Mesmo em uma situação caótica, o cidadão maranhense ignora completamente as mortes e os riscos. Desde o início, existe um isolamento falso dentro do estado.
(foto de capa ilustrativa)
No dia 05 de junho, foi inaugurado o novo Mix Mateus no Olho d’água, em São Luís, que gerou aglomeração o final de semana interior. Durante o final de semana, o estabelecimento foi alvo do PROCON-MA, que fez uma fiscalização em conjunto com a Vigilância Sanitária. No Maranhão, o Decreto Estadual nº 35.736/2020 proíbe aglomerações.
Para o funcionamento de supermercado, existe certas regras que devem ser cumpridas, como: limitar o ingresso de pessoas de evitar lotação e que não ultrapasse a metade de sua habitual capacidade física; um cuidado em permitir a entrada de apenas uma pessoas por família; e a obrigação do uso de máscaras e se higienizar as mãos com água e sabão ou álcool em gel.
Porém a situação foi completamente diferente, conforme vídeos disponíveis nas redes sociais, os três dias foram marcados por lotação, não somente dentro dos estabelecimentos, mas também na área externa do estacionamento.
Essa não é primeira vez que acontece em São Luís. Em maio, foi inaugurado o Assaí Atacadista na Avenida Guajajara. Provocando a mesma situação encontrada no Mix Mateus. Porém, poucos canais de comunicação noticiaram sobre esse grande evento.
Diante de uma pandemia, na qual o Maranhão se encontra em uma situação de desvantagem. Só em São Luís, existe 10.613 casos confirmados de coronavírus, com 568 óbitos. Provavelmente esse número irá aumentar por questão de tanta aglomeração e desrespeito ao isolamento social. Conforme o In Loco, empresa de tecnologia que usa dados de aplicativos parceiros para aferir deslocamento dos usuários, o Maranhão tem o menor índice de isolamento social no Brasil, cerca de 39% dos cidadãos maranhense respeitam o isolamento, quando o ideal seria de 70% em tempos de pandemia da Covid-19.

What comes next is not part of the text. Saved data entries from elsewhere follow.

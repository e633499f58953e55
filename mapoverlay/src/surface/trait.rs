//! Map surface capability trait.

use std::fmt;
use thiserror::Error;

use super::visual::{CircleVisual, ClusterVisual};
use crate::registry::{HeatmapState, MarkerState, PolylineEntity, TileOverlayEntity};

/// A rendering capability a surface may lack.
#[derive(Debug, Clone, Copy, PartialEq, Eq, Hash)]
pub enum Capability {
    Marker,
    MarkerOffset,
    Polyline,
    TileOverlay,
    Heatmap,
    Cluster,
    Circle,
    Snapshot,
}

impl fmt::Display for Capability {
    fn fmt(&self, f: &mut fmt::Formatter<'_>) -> fmt::Result {
        let name = match self {
            Capability::Marker => "markers",
            Capability::MarkerOffset => "marker offsets",
            Capability::Polyline => "polylines",
            Capability::TileOverlay => "tile overlays",
            Capability::Heatmap => "heatmaps",
            Capability::Cluster => "clusters",
            Capability::Circle => "circles",
            Capability::Snapshot => "snapshots",
        };
        f.write_str(name)
    }
}

/// Errors reported by a map surface.
///
/// The engine logs these and carries on; nothing here reaches the host.
#[derive(Debug, Clone, Error, PartialEq, Eq)]
pub enum SurfaceError {
    /// Surface cannot render this kind of visual
    #[error("Map surface does not support {0}")]
    Unsupported(Capability),

    /// No visual with this id is attached
    #[error("No {kind} attached with id '{id}'")]
    UnknownVisual { kind: &'static str, id: String },

    /// A visual with this id is already attached
    #[error("{kind} '{id}' is already attached")]
    AlreadyAttached { kind: &'static str, id: String },

    /// Adapter-specific failure
    #[error("Map surface error: {0}")]
    Adapter(String),
}

/// The set of rendering operations the engine drives.
///
/// Adapters implement every method. Optional capabilities default to
/// [`SurfaceError::Unsupported`], so a surface without heatmaps or
/// snapshots only overrides what it can do.
pub trait MapSurface: Send {
    fn attach_marker(&mut self, marker: &MarkerState) -> Result<(), SurfaceError>;

    fn update_marker(&mut self, marker: &MarkerState) -> Result<(), SurfaceError>;

    fn detach_marker(&mut self, id: &str) -> Result<(), SurfaceError>;

    /// Shifts a rendered marker vertically by `offset_px` screen pixels.
    fn set_marker_offset(&mut self, _id: &str, _offset_px: f32) -> Result<(), SurfaceError> {
        Err(SurfaceError::Unsupported(Capability::MarkerOffset))
    }

    fn attach_polyline(&mut self, polyline: &PolylineEntity) -> Result<(), SurfaceError>;

    fn detach_polyline(&mut self, id: &str) -> Result<(), SurfaceError>;

    fn attach_tile_overlay(&mut self, overlay: &TileOverlayEntity) -> Result<(), SurfaceError>;

    fn detach_tile_overlay(&mut self, id: &str) -> Result<(), SurfaceError>;

    fn attach_heatmap(&mut self, _heatmap: &HeatmapState) -> Result<(), SurfaceError> {
        Err(SurfaceError::Unsupported(Capability::Heatmap))
    }

    fn detach_heatmap(&mut self) -> Result<(), SurfaceError> {
        Err(SurfaceError::Unsupported(Capability::Heatmap))
    }

    fn attach_cluster(&mut self, _cluster: &ClusterVisual) -> Result<(), SurfaceError> {
        Err(SurfaceError::Unsupported(Capability::Cluster))
    }

    fn detach_cluster(&mut self, _key: &str) -> Result<(), SurfaceError> {
        Err(SurfaceError::Unsupported(Capability::Cluster))
    }

    fn attach_circle(&mut self, _circle: &CircleVisual) -> Result<(), SurfaceError> {
        Err(SurfaceError::Unsupported(Capability::Circle))
    }

    fn update_circle(&mut self, _circle: &CircleVisual) -> Result<(), SurfaceError> {
        Err(SurfaceError::Unsupported(Capability::Circle))
    }

    fn detach_circle(&mut self, _id: &str) -> Result<(), SurfaceError> {
        Err(SurfaceError::Unsupported(Capability::Circle))
    }

    /// Encoded image of the current map, typically PNG.
    fn snapshot(&mut self) -> Result<Vec<u8>, SurfaceError> {
        Err(SurfaceError::Unsupported(Capability::Snapshot))
    }
}
//! The overlay engine: one owner for every piece of overlay state.
//!
//! [`OverlayEngine`] wires the registry, the cluster engine, the animation
//! scheduler and the icon cache to a single [`MapSurface`](crate::surface::MapSurface).
//! All mutation goes through `&mut OverlayEngine`; background icon fetches
//! report back through [`OverlayEngine::poll_icons`] or
//! [`OverlayEngine::wait_icons`].
//!
//! # Example
//!
//! ```ignore
//! use mapoverlay::engine::{EngineConfig, OverlayEngine};
//! use mapoverlay::geo::LatLng;
//! use mapoverlay::registry::MarkerEntity;
//! use mapoverlay::surface::RecordingSurface;
//!
//! let mut engine = OverlayEngine::new(EngineConfig::default(), RecordingSurface::new())?;
//! engine.upsert_marker(MarkerEntity::new("m1", LatLng::new(10.0, 20.0)));
//! engine.flush();
//! ```

mod config;
mod error;
mod events;
mod facade;

pub use config::EngineConfig;
pub use error::EngineError;
pub use events::EngineEvent;
pub use facade::{CameraState, OverlayEngine};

Mesmo em uma situação caótica, o cidadão maranhense ignora completamente as mortes e os riscos. Desde o início, existe um isolamento falso dentro do estado. Por exemplo, foi registrado um grande volume de pessoas na Praia do Meio (Araçagy). No centro, a Rua Grande teve muitas vezes ser fechada pela polícia militar para conter qualquer tipo de aglomeração, mesmo com as lojas fechadas.
O Maranhense está ignorando a existência da pandemia do coronavírus e brinca com a sorte. Provocando assim mais morte e superlotação nos hospitais, prejudicando mais as pessoas que realmente precisariam dos leitos, como idosos e pessoas do grupo de risco.